**GOAL OF THE EXERCISE**
In the data below, find every line with the word "unwrap" and copy it out.

Stored data entries

use super::*;
use serde_json::json;

#[test]
fn parses_hex_forms() {
    let c: Color = serde_json::from_value(json!("#ff0000")).unwrap();
    assert_eq!(c, Color::rgb(255, 0, 0));

    let c: Color = serde_json::from_value(json!("#0000ff80")).unwrap();
    assert_eq!(c, Color::rgba(0, 0, 255, 128));

    let c: Color = serde_json::from_value(json!("#fa0")).unwrap();
    assert_eq!(c, Color::rgb(0xff, 0xaa, 0x00));
}

#[test]
fn parses_css_rgba_strings() {
    assert_eq!(Color::parse("rgb(10, 20, 30)").unwrap(), Color::rgb(10, 20, 30));
    assert_eq!(
        Color::parse("rgba(0,0,0,0.5)").unwrap(),
        Color::rgba(0, 0, 0, 128)
    );
    assert!(Color::parse("rgba(1,2)").is_err());
}

#[test]
fn parses_rgba_object_and_array() {
    let c: Color = serde_json::from_value(json!({"r": 1.0, "g": 0.5, "b": 0.0})).unwrap();
    assert_eq!(c, Color::rgb(255, 128, 0));

    let c: Color = serde_json::from_value(json!([0.0, 0.0, 1.0, 0.5])).unwrap();
    assert_eq!(c, Color::rgba(0, 0, 255, 128));
}

#[test]
fn parses_hsla_object() {
    let c: Color = serde_json::from_value(json!({"h": 0.0, "s": 1.0, "l": 0.5})).unwrap();
    assert_eq!(c, Color::rgb(255, 0, 0));
}

#[test]
fn rejects_garbage() {
    assert!(serde_json::from_value::<Color>(json!("#12345")).is_err());
    assert!(serde_json::from_value::<Color>(json!("#zzzzzz")).is_err());
    assert!(serde_json::from_value::<Color>(json!([1.0])).is_err());
}

#[test]
fn serializes_as_hex_with_alpha() {
    let s = serde_json::to_string(&Color::rgba(1, 2, 3, 4)).unwrap();
    assert_eq!(s, "\"#01020304\"");
    let back: Color = serde_json::from_str(&s).unwrap();
    assert_eq!(back, Color::rgba(1, 2, 3, 4));
}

**TASK RESPONSE**
    let c: Color = serde_json::from_value(json!("#ff0000")).unwrap();
    let c: Color = serde_json::from_value(json!("#0000ff80")).unwrap();
    let c: Color = serde_json::from_value(json!("#fa0")).unwrap();
    assert_eq!(Color::parse("rgb(10, 20, 30)").unwrap(), Color::rgb(10, 20, 30));
        Color::parse("rgba(0,0,0,0.5)").unwrap(),
    let c: Color = serde_json::from_value(json!({"r": 1.0, "g": 0.5, "b": 0.0})).unwrap();
    let c: Color = serde_json::from_value(json!([0.0, 0.0, 1.0, 0.5])).unwrap();
    let c: Color = serde_json::from_value(json!({"h": 0.0, "s": 1.0, "l": 0.5})).unwrap();
    let s = serde_json::to_string(&Color::rgba(1, 2, 3, 4)).unwrap();
    let back: Color = serde_json::from_str(&s).unwrap();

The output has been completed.